▶ [TASK BRIEF] Copy whichever lines of the data hold the word "tests".
⟨
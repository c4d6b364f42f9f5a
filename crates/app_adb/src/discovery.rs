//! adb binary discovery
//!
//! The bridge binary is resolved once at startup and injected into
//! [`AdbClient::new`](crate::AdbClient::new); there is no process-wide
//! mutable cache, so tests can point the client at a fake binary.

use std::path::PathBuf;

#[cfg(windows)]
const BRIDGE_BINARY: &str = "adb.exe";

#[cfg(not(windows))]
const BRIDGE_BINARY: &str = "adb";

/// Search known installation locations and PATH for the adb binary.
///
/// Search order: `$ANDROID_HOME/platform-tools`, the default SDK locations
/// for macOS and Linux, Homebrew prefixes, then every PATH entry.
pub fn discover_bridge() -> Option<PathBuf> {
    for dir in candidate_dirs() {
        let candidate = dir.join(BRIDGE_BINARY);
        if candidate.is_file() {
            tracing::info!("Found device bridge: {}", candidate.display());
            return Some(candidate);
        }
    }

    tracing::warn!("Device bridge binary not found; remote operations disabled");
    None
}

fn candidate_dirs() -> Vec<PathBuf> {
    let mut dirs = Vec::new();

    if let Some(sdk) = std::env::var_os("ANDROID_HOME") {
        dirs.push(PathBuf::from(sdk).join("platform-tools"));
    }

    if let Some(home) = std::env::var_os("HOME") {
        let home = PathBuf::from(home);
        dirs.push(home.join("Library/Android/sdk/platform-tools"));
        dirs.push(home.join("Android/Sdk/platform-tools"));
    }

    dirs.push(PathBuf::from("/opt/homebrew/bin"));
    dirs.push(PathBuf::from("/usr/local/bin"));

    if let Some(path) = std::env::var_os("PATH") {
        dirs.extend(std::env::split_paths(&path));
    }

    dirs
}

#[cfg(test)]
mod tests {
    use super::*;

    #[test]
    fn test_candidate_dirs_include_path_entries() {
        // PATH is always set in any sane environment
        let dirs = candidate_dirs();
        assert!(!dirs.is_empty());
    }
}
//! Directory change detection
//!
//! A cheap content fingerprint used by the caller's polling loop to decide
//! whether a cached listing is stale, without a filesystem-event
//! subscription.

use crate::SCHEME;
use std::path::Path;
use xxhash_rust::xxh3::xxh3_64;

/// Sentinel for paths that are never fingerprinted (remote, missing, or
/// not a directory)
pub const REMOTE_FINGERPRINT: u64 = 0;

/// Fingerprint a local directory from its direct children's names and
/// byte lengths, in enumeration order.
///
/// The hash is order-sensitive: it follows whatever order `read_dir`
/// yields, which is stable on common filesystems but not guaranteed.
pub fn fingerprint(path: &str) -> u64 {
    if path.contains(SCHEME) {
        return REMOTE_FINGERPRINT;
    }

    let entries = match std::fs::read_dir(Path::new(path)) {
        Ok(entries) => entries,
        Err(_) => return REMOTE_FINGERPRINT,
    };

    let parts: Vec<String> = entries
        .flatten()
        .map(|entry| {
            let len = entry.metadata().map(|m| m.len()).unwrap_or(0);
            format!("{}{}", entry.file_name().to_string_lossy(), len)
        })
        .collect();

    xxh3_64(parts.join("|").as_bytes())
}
⟩
▶ [ANSWER FOR THE TASK]
//! mutable cache, so tests can point the client at a fake binary.
mod tests {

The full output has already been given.